- [MATERIAL FOR THIS EXERCISE]
- Opening Delimiter -
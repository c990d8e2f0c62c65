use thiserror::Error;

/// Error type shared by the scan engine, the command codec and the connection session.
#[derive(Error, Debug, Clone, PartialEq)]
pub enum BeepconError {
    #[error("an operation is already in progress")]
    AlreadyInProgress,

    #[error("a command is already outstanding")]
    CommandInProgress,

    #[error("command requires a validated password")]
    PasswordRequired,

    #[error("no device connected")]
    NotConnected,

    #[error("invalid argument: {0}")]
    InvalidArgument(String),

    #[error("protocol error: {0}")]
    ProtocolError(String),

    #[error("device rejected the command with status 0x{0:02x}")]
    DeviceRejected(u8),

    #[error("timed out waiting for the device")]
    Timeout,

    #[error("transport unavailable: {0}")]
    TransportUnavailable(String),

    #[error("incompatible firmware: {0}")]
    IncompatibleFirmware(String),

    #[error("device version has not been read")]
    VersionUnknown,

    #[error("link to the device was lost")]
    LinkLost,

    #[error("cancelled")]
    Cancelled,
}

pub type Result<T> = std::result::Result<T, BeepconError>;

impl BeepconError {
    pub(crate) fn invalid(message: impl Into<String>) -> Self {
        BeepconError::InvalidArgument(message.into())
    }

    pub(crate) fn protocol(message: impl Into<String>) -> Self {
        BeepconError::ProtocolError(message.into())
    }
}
- Closing Delimiter -
- [THE PROBLEM]
Everything from the line containing "pub(crate) fn invalid(message: impl" through the last line above should be set down exactly; include no other lines.

- [WRITTEN RESPONSE]
    pub(crate) fn invalid(message: impl Into<String>) -> Self {
        BeepconError::InvalidArgument(message.into())
    }

    pub(crate) fn protocol(message: impl Into<String>) -> Self {
        BeepconError::ProtocolError(message.into())
    }
}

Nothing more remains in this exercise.